La noche del primero de mayo de 1820, visitado por uno de sus interminables desvaríos, Francisco de Goya y Lucientes, pintor y visionario, tuvo un sueño.
Soñó que su amante de juventud estaba debajo de un árbol. Era el austero campo de Aragón y el sol estaba en lo alto. Su amante estaba en un columpio y él la mecía de por vida. Ella traía una sombrilla con encajes y reía con risa breve y nerviosa. Luego su amante se tiró al pasto y él fue tras ella para revolcarse. Rodaron por la pendiente de la colina hasta llegar a un muro amarillo. Treparon al muro y vieron a los soldados, iluminados por una farola, fusilar a los hombres. La farola no venía a cuento en aquel soleado paisaje, pero alumbraba tenuemente la escena. Los soldados hicieron fuego y los hombres cayeron formando un charco con su sangre. Francisco de Goya y Lucientes sacó entonces el pincel de pintor que llevaba en la cintura y avanzó blandiéndolo amenazadoramente. Los soldados, como por un encanto, desaparecieron, asustados por aquella aparición. Y en lugar de los soldados apareció un espantoso gigante que devoraba la pierna de un hombre. El pelo lo tenía curtido y la cara lívida, dos hilos de sangre bajaban por las comisuras de su boca y tenía los ojos vendados, pero con todo reía.
—¿Quién eres? —le preguntó Francisco de Goya y Lucientes.
El gigante se limpió la boca y dijo: —Soy el monstruo que domina la humanidad, la Historia es mi madre.
Francisco de Goya y Lucientes dio un paso hacia adelante y agitó el pincel.

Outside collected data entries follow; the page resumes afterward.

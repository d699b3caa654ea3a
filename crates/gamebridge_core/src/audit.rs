//! Best-effort admin audit log.
//!
//! Audit writes must never break the business action that triggered them,
//! and must never store secrets.

use crate::clock::now_ms;
use crate::error::CoreResult;
use diesel::prelude::*;
use gamebridge_store::models::{AuditEntryRow, NewAuditEntry};
use gamebridge_store::schema::audit_log;
use gamebridge_store::Db;
use std::sync::Arc;

/// The audit log service.
pub struct AuditLog {
    db: Arc<Db>,
}

impl AuditLog {
    pub(crate) fn new(db: Arc<Db>) -> Self {
        Self { db }
    }

    /// Writes one audit entry, best-effort.
    ///
    /// Blank action keys are ignored. A store failure is logged and
    /// swallowed; the caller never sees it.
    pub fn log(&self, actor_username: Option<&str>, action_key: &str, details: Option<&str>) {
        let action = action_key.trim();
        if action.is_empty() {
            return;
        }

        let result = self.db.with_conn(|conn| {
            diesel::insert_into(audit_log::table)
                .values(NewAuditEntry {
                    actor_username: actor_username
                        .map(str::trim)
                        .filter(|a| !a.is_empty())
                        .map(str::to_string),
                    action_key: action.to_string(),
                    details: details.filter(|d| !d.trim().is_empty()).map(str::to_string),
                    created_at: now_ms(),
                })
                .execute(conn)?;
            Ok(())
        });

        if let Err(e) = result {
            tracing::warn!(action, error = %e, "audit write failed");
        }
    }

    /// Returns the most recent audit entries, newest first.
    pub fn recent(&self, limit: i64) -> CoreResult<Vec<AuditEntryRow>> {
        Ok(self.db.with_conn(|conn| {
            Ok(audit_log::table
                .order(audit_log::id.desc())
                .limit(limit.clamp(1, 500))
                .load::<AuditEntryRow>(conn)?)
        })?)
    }
}

#[cfg(test)]
mod tests {
    use super::*;

    fn log() -> AuditLog {
        AuditLog::new(Arc::new(Db::open_in_memory().unwrap()))
    }

    #[test]
    fn writes_and_reads_entries() {
        let audit = log();
        audit.log(Some("root"), "bans.create", Some("xuid=X1"));
        audit.log(None, "users.create", None);

        let entries = audit.recent(10).unwrap();
        assert_eq!(entries.len(), 2);
        // Newest first.
        assert_eq!(entries[0].action_key, "users.create");
        assert_eq!(entries[1].actor_username.as_deref(), Some("root"));
    }

    #[test]
    fn blank_action_key_is_ignored() {
        let audit = log();
        audit.log(Some("root"), "   ", None);
        assert!(audit.recent(10).unwrap().is_empty());
    }

    #[test]
    fn blank_actor_and_details_store_as_null() {
        let audit = log();
        audit.log(Some("  "), "roles.update", Some(" "));
        let entries = audit.recent(10).unwrap();
        assert!(entries[0].actor_username.is_none());
        assert!(entries[0].details.is_none());
    }
}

El gigante desapareció y en su lugar apareció una anciana. Era una bruja desdentada, con la piel de pergamino y los ojos amarillos.
—¿Quién eres? —le preguntó Francisco de Goya y Lucientes.
—Soy la desilusión —dijo la anciana— y domino al mundo, pues todos los sueños de los hombres son breves.
Francisco de Goya y Lucientes dio un paso hacia adelante y agitó el pincel. La anciana desapareció y en su lugar apareció un perro. Era un perro chico enterrado en la arena, su cabeza era lo único que tenía afuera.
—¿Quién eres? —le preguntó Francisco de Goya Lucientes.
El perro estiró con fuerza el cuello y dijo: —Soy la bestia de la desolación y me burlo de tu pene.
Francisco de Goya y Lucientes dio un paso hacia adelante y agitó su pincel. El perro desapareció y en su lugar apareció un hombre. Era un anciano rechoncho, con la cara flácida e infeliz.
—¿Quién eres? —le preguntó Francisco de Goya y Lucientes.
El hombre sonrió cansado y dijo: —Soy Francisco de Goya y Lucientes, contra mí no podrás hacer nada.
Y en ese instante, Francisco de Goya y Lucientes despertó y se vio solo en el lecho.